Фрески здесь сохранились заметно хуже, чем в Мирожском монастыре. По их оставшимся фрагментам ещё нужно включить воображение, чтобы представить их в прежнем виде. Да, войны и время не пощадили эти изображения. Каждое прошедшее событие оставляло на стенах древнего собора свой отпечаток. Теперь их можно читать как составленную летопись, честную и правдивую, вместе с автографами, которые здесь нацарапали европейские варвары, польские завоеватели.
Продолжаю идти по строительным лесам рядом с фресками, наблюдая божественные события Рождества Богородицы, Введения во храм, Благовещенья, Распятия Христа или снятия с Креста, до его Вознесения под куполом храма. Самые большие фрески – Успение Богоматери и Рождество Христово. Они расположены в храме традиционно, напротив друг друга. Надолго задерживаюсь у изображения Богоматери с младенцем Христом. Этот оставшийся фрагмент фрески алтарной апсиды теперь стал особым символом Снетогорского монастыря. Частично сохранились только их пурпурные нимбы и тёмные лики, покрытые копотью бушевавших когда-то пожаров. От всего этого огромные глаза Богоматери и младенца Христа кажутся мне страдающими и полными слёз.

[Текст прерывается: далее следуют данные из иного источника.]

//! Lebanese public holiday calendar.

use std::collections::BTreeMap;
use std::fmt;
use std::io::Read;
use std::sync::OnceLock;

use chrono::{Datelike, NaiveDate, Weekday};
use tracing::debug;

use crate::error::MasterDataError;

/// Date format used for user-facing holiday dates.
pub const DATE_FORMAT: &str = "%d-%m-%Y";

/// Date format used in holiday tables.
pub const TABLE_DATE_FORMAT: &str = "%Y-%m-%d";

const LEBANON_TABLE: &str = include_str!("../data/lebanon_holidays.csv");

/// A single public holiday.
#[derive(Debug, Clone, PartialEq, Eq)]
#[cfg_attr(feature = "serde", derive(serde::Serialize, serde::Deserialize))]
pub struct Holiday {
    /// Holiday name
    pub name: String,
    /// Calendar date
    pub date: NaiveDate,
}

impl Holiday {
    /// Create a holiday.
    pub fn new(name: impl Into<String>, date: NaiveDate) -> Self {
        Self {
            name: name.into(),
            date,
        }
    }
}

impl fmt::Display for Holiday {
    fn fmt(&self, f: &mut fmt::Formatter<'_>) -> fmt::Result {
        write!(f, "{} {}", self.date.format(DATE_FORMAT), self.name)
    }
}

/// Parse a `dd-MM-yyyy` date.
pub fn parse_date(text: &str) -> Result<NaiveDate, MasterDataError> {
    NaiveDate::parse_from_str(text.trim(), DATE_FORMAT)
        .map_err(|_| MasterDataError::InvalidDate(text.to_string()))
}

/// Parse a holiday table date, ISO (`yyyy-MM-dd`) or `dd-MM-yyyy`.
pub fn parse_table_date(text: &str) -> Option<NaiveDate> {
    let text = text.trim();
    NaiveDate::parse_from_str(text, TABLE_DATE_FORMAT)
        .or_else(|_| NaiveDate::parse_from_str(text, DATE_FORMAT))
        .ok()
}

/// Index of a holiday table column, matched case-insensitively.
pub fn table_column(headers: &csv::StringRecord, name: &str) -> Option<usize> {
    headers.iter().position(|h| h.trim().eq_ignore_ascii_case(name))
}

/// Anything that can list public holidays per year.
pub trait HolidaySource {
    /// All holidays for a year, in date order.
    fn holidays(&self, year: i32) -> Result<Vec<Holiday>, MasterDataError>;

    /// Check if a date is a public holiday.
    fn is_holiday(&self, date: NaiveDate) -> Result<bool, MasterDataError> {
        Ok(self.holidays(date.year())?.iter().any(|h| h.date == date))
    }

    /// Number of holidays listed for a year.
    fn holiday_count(&self, year: i32) -> Result<usize, MasterDataError> {
        Ok(self.holidays(year)?.len())
    }
}

/// Holiday calendar backed by a static per-year table.
#[derive(Debug, Clone, Default)]
pub struct HolidayCalendar {
    by_year: BTreeMap<i32, Vec<Holiday>>,
}

impl HolidayCalendar {
    /// Built-in Lebanese calendar, parsed once on first use.
    pub fn lebanon() -> Result<&'static HolidayCalendar, MasterDataError> {
        static CALENDAR: OnceLock<Result<HolidayCalendar, MasterDataError>> = OnceLock::new();

        CALENDAR
            .get_or_init(|| {
                let calendar = Self::from_csv_reader(LEBANON_TABLE.as_bytes())?;
                debug!(years = ?calendar.years().collect::<Vec<_>>(), "loaded built-in holiday table");
                Ok(calendar)
            })
            .as_ref()
            .map_err(Clone::clone)
    }

    /// Build a calendar from a list of holidays.
    pub fn from_holidays(holidays: impl IntoIterator<Item = Holiday>) -> Self {
        let mut by_year: BTreeMap<i32, Vec<Holiday>> = BTreeMap::new();
        for holiday in holidays {
            by_year.entry(holiday.date.year()).or_default().push(holiday);
        }
        for list in by_year.values_mut() {
            list.sort_by_key(|h| h.date);
        }
        Self { by_year }
    }

    /// Parse a holiday CSV table.
    ///
    /// The header must name `name` and `date` columns, in any order and any
    /// case. Dates may be ISO (`yyyy-MM-dd`) or `dd-MM-yyyy`.
    pub fn from_csv_reader<R: Read>(reader: R) -> Result<Self, MasterDataError> {
        let mut reader = csv::Reader::from_reader(reader);
        let headers = reader
            .headers()
            .map_err(|e| MasterDataError::CorruptData(e.to_string()))?
            .clone();
        let columns = (table_column(&headers, "name"), table_column(&headers, "date"));
        let (name_idx, date_idx) = match columns {
            (Some(name), Some(date)) => (name, date),
            _ => {
                return Err(MasterDataError::CorruptData(
                    "header must contain name and date columns".to_string(),
                ))
            }
        };
        let mut holidays = Vec::new();

        for (idx, result) in reader.records().enumerate() {
            let record = result.map_err(|e| MasterDataError::CorruptData(e.to_string()))?;
            let name = record.get(name_idx).map(str::trim).unwrap_or_default();
            if name.is_empty() {
                return Err(MasterDataError::CorruptData(format!(
                    "row {} has an empty holiday name",
                    idx + 1
                )));
            }
            let raw_date = record.get(date_idx).map(str::trim).unwrap_or_default();
            let date = parse_table_date(raw_date).ok_or_else(|| {
                MasterDataError::CorruptData(format!("row {}: bad date {:?}", idx + 1, raw_date))
            })?;
            holidays.push(Holiday::new(name, date));
        }

        Ok(Self::from_holidays(holidays))
    }

    /// Years covered by this calendar, ascending.
    pub fn years(&self) -> impl Iterator<Item = i32> + '_ {
        self.by_year.keys().copied()
    }

    /// Borrow the holidays of a year.
    pub fn holidays_in(&self, year: i32) -> Result<&[Holiday], MasterDataError> {
        self.by_year.get(&year).map(Vec::as_slice).ok_or_else(|| {
            debug!(year, "no holiday data for year");
            MasterDataError::DataUnavailable(year)
        })
    }

    /// Holidays falling on a date; several can share a day.
    pub fn holidays_on(&self, date: NaiveDate) -> Result<Vec<&Holiday>, MasterDataError> {
        Ok(self
            .holidays_in(date.year())?
            .iter()
            .filter(|h| h.date == date)
            .collect())
    }

    /// Check a `dd-MM-yyyy` date string.
    pub fn is_holiday_str(&self, text: &str) -> Result<bool, MasterDataError> {
        self.is_holiday(parse_date(text)?)
    }

    /// Check if a date is a business day (not a weekend, not a holiday).
    pub fn is_business_day(&self, date: NaiveDate) -> Result<bool, MasterDataError> {
        if matches!(date.weekday(), Weekday::Sat | Weekday::Sun) {
            return Ok(false);
        }
        Ok(!self.is_holiday(date)?)
    }

    /// Get the next business day on or after the given date.
    pub fn next_business_day(&self, mut date: NaiveDate) -> Result<NaiveDate, MasterDataError> {
        while !self.is_business_day(date)? {
            date = step(date, 1)?;
        }
        Ok(date)
    }

    /// Add business days to a date. Negative counts move backwards.
    pub fn add_business_days(
        &self,
        mut date: NaiveDate,
        days: i32,
    ) -> Result<NaiveDate, MasterDataError> {
        let direction = if days >= 0 { 1 } else { -1 };
        let mut remaining = days.unsigned_abs();

        while remaining > 0 {
            date = step(date, direction)?;
            if self.is_business_day(date)? {
                remaining -= 1;
            }
        }

        Ok(date)
    }
}

impl HolidaySource for HolidayCalendar {
    fn holidays(&self, year: i32) -> Result<Vec<Holiday>, MasterDataError> {
        self.holidays_in(year).map(<[Holiday]>::to_vec)
    }

    fn is_holiday(&self, date: NaiveDate) -> Result<bool, MasterDataError> {
        Ok(self.holidays_in(date.year())?.iter().any(|h| h.date == date))
    }

    fn holiday_count(&self, year: i32) -> Result<usize, MasterDataError> {
        Ok(self.holidays_in(year)?.len())
    }
}

fn step(date: NaiveDate, direction: i32) -> Result<NaiveDate, MasterDataError> {
    let next = if direction > 0 {
        date.succ_opt()
    } else {
        date.pred_opt()
    };
    next.ok_or_else(|| MasterDataError::InvalidDate(date.to_string()))
}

От всего увиденного вхожу в сильное возбуждение и, выйдя из храма, начинаю рисовать с ещё большим подъёмом. Сестры-монахини некоторое время наблюдают за мной издали. Слово «художник» произносится ими в самых разных интонациях и оттенках. Потом подходят и просят помочь передвинуть мебель в келье, отнести мешки с капустой на монастырскую кухню. Монахини проявляют чисто женское любопытство к моему занятию. Они рассматривают рисунки, сравнивают их с натурой и радуются как малые дети. Осторожно расспрашивают меня о мирской жизни и щебечут меж собой словно птицы. Здесь совершенно другой, необыкновенный мир.
Через пару часов окончательно не выдерживаю полуденного зноя и спускаюсь за стенами монастыря вниз, чтобы искупаться в реке Великая. Предупреждающие об опасности надписи на берегу меня совершенно не останавливают. Дно здесь мелкое, и я едва успеваю окунуться, как неожиданно пробиваю себе ногу бутылочным стеклом. Кое-как перевязываю её носовым платком и снова продолжаю рисовать на монастырском дворе. Происшедшее, воспринимаю стоически, словно некую жертву за полученную мною возможность увидеть и нарисовать этот замечательный мир.
Моё бедственное положение не остается незамеченным, и скоро добрые сёстры-монахини приносят всё необходимое для оказания первой помощи. Они смотрят на меня с большой жалостью, но далее этого их участие в моём лечении не идёт.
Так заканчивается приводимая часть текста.